Frequently conversation turned to the Indians, a common foe. King Philip's war had carried desolation into all New England. Persistent fighting had subdued the savages in Massachusetts, Plymouth and Connecticut, but in New Hampshire and Maine the Indian hatred of the whites continued to express itself until the treaty of Casco in 1678.

The Indians of this region were principally collective tribes known as the Abenakis. The French, having established relations with them through the missionaries, saw their opportunity and seized it. They persuaded many of these distressed and exasperated savages to leave the neighborhood of the English, migrate to Canada, where they settled first at Sillery, near Quebec, and then at the falls of Chaudiere. Jacques and Vincent Bigot were prime agents in their removal and took them in charge. Thus the missions of St. Francis became villages of Abenaki Christians,6 like the village of Iroquois Christians at Saut St. Louis. In both cases they were sheltered under the wing of Canada and their tomahawks were always at her service. But though many of the Abenakis joined these mission colonies the great body of the tribes still clung to their homes on the Saco, the Kennebec and the Penobscot.

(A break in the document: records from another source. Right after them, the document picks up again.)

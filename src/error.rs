use axum::{Json, http::StatusCode, response::IntoResponse};
use serde::Serialize;
use thiserror::Error;
use tracing::error;
use utoipa::ToSchema;
use validator::ValidationErrors;

use crate::dao::storage::StorageError;

/// Errors that can occur in service layer operations.
#[derive(Debug, Error)]
pub enum ServiceError {
    /// No verified caller identity was supplied.
    #[error("unauthenticated: {0}")]
    Unauthenticated(String),
    /// A required field is missing or malformed.
    #[error("invalid argument: {0}")]
    InvalidArgument(String),
    /// Referenced tournament does not exist.
    #[error("not found: {0}")]
    NotFound(String),
    /// Caller is not allowed to act on the resource.
    #[error("permission denied: {0}")]
    PermissionDenied(String),
    /// An optimistic transaction kept losing races; never returned verbatim to callers.
    #[error("transaction conflict")]
    Conflict(#[source] StorageError),
    /// Unexpected store or logic failure.
    #[error("internal failure")]
    Internal(#[source] StorageError),
    /// Application is running in degraded mode without storage.
    #[error("storage unavailable (degraded mode)")]
    Degraded,
}

impl From<StorageError> for ServiceError {
    fn from(err: StorageError) -> Self {
        if err.is_conflict() {
            ServiceError::Conflict(err)
        } else {
            ServiceError::Internal(err)
        }
    }
}

impl From<ValidationErrors> for AppError {
    fn from(err: ValidationErrors) -> Self {
        AppError::InvalidArgument(format!("validation failed: {}", err))
    }
}

/// Application-level errors that are converted to HTTP responses.
#[derive(Debug, Error)]
pub enum AppError {
    /// Missing or blank caller identity.
    #[error("{0}")]
    Unauthenticated(String),
    /// Bad request with invalid input.
    #[error("{0}")]
    InvalidArgument(String),
    /// Requested resource not found.
    #[error("{0}")]
    NotFound(String),
    /// Caller identity does not grant access.
    #[error("{0}")]
    PermissionDenied(String),
    /// Storage backend unavailable or degraded.
    #[error("{0}")]
    Unavailable(String),
    /// Internal server error; the message is generic.
    #[error("{0}")]
    Internal(String),
}

impl AppError {
    fn code(&self) -> &'static str {
        match self {
            AppError::Unauthenticated(_) => "unauthenticated",
            AppError::InvalidArgument(_) => "invalid-argument",
            AppError::NotFound(_) => "not-found",
            AppError::PermissionDenied(_) => "permission-denied",
            AppError::Unavailable(_) => "unavailable",
            AppError::Internal(_) => "internal",
        }
    }

    fn status(&self) -> StatusCode {
        match self {
            AppError::Unauthenticated(_) => StatusCode::UNAUTHORIZED,
            AppError::InvalidArgument(_) => StatusCode::BAD_REQUEST,
            AppError::NotFound(_) => StatusCode::NOT_FOUND,
            AppError::PermissionDenied(_) => StatusCode::FORBIDDEN,
            AppError::Unavailable(_) => StatusCode::SERVICE_UNAVAILABLE,
            AppError::Internal(_) => StatusCode::INTERNAL_SERVER_ERROR,
        }
    }
}

impl From<ServiceError> for AppError {
    fn from(err: ServiceError) -> Self {
        match err {
            ServiceError::Unauthenticated(message) => AppError::Unauthenticated(message),
            ServiceError::InvalidArgument(message) => AppError::InvalidArgument(message),
            ServiceError::NotFound(message) => AppError::NotFound(message),
            ServiceError::PermissionDenied(message) => AppError::PermissionDenied(message),
            ServiceError::Degraded => AppError::Unavailable("storage unavailable".into()),
            ServiceError::Conflict(source) => {
                error!(error = %source, "transaction retries exhausted");
                AppError::Internal("internal error".into())
            }
            ServiceError::Internal(source) => {
                error!(error = %source, "service operation failed");
                AppError::Internal("internal error".into())
            }
        }
    }
}

/// Error payload returned by every failing endpoint.
#[derive(Serialize, ToSchema)]
pub struct ErrorBody {
    /// Machine-readable failure kind.
    code: String,
    /// Human-readable description.
    message: String,
}

impl IntoResponse for AppError {
    fn into_response(self) -> axum::response::Response {
        let status = self.status();
        let payload = Json(ErrorBody {
            code: self.code().into(),
            message: self.to_string(),
        });

        (status, payload).into_response()
    }
}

But there were pleasures of a more wholesome nature to keep the settlers' minds well balanced. Sometimes Martha would ride down to York with James where they would cross the ferry at Goodman Hilton's, James swimming his horse across and Martha paying one penny to go by boat. On the other side Martha would mount again and they would go on to visit with the Moultons and the Littlefields.


Sometimes the journey was made to Kittery where one got news direct from incoming ships and met friends coming over from England to settle.

None in the settlement had a happier and more comfortable home life than Martha and James Smith with their sons and daughters about them. James, Jr., was the oldest and then came the daughters, Mary and Elizabeth. Baby John, born July 26, 1685, was the youngest. When he was nearly five Martha was 37, yet the years sat lightly upon her. She was a woman of great attraction, as the personal charm of girlhood blossomed into the full beauty of motherhood.

So the life of the colony drifted along until the winter of 1689-1690, a season of so much snow that travel was greatly interrupted. The heavy drifts kept the women and children housed and the men loved to gather about open fires of logs piled high and relate deeds of prowess as they had heard them both in the New World and the Old. In December news came of the forts taken on the Kennebec, the 16th of November, but the extreme cold and snow lulled the inhabitants at Salmon Falls and Berwick into a sense of security. They believed that they were so near the coast, and within such easy communication with Massachusetts that all would be well with them, though the Indians were abroad.

So little precaution did they take that the one fortified house was not occupied and no watch was kept at either of the stockaded forts. The gate of one of the stockades hung by one hinge, left open by a miscreant youth when the first snow came in the fall; and pushed by the winds and the drifts and weighted by the snows that fell upon it, it sagged out of usefulness and waited for spring to come that it might be repaired.

The year 1690 came with no change and thus passed the months of January and February. March was blustering and stormy for the first two weeks, but spring set in early. The soft winds helped the sun, running higher and higher, to start the burden of snow; the men roused themselves from the lethargy caused by the extreme rigors of the winter and the housewives were thinking of spring work in homes and gardens.

The 26th of March was a day like to summer with its blue sky and balmy air. The marshes lay warm in the sun, and the river, free to make its way to the sea, was bearing along the last portions of the icy rim that for weeks had marked its outline.

Martha Smith came often to the door that March morning. She watched Baby John at his play, building ditches and sluiceways that the water might drain off to the river, and she came again when he called: "Mother, come see." She came to direct Mary and Elizabeth how to push the leaves away to see if the daffodils were coming up, and once she stopped to call to the son, James, telling him, as he hurried away in the direction of the nearby woodlot, that dinner would be ready a half hour earlier than usual.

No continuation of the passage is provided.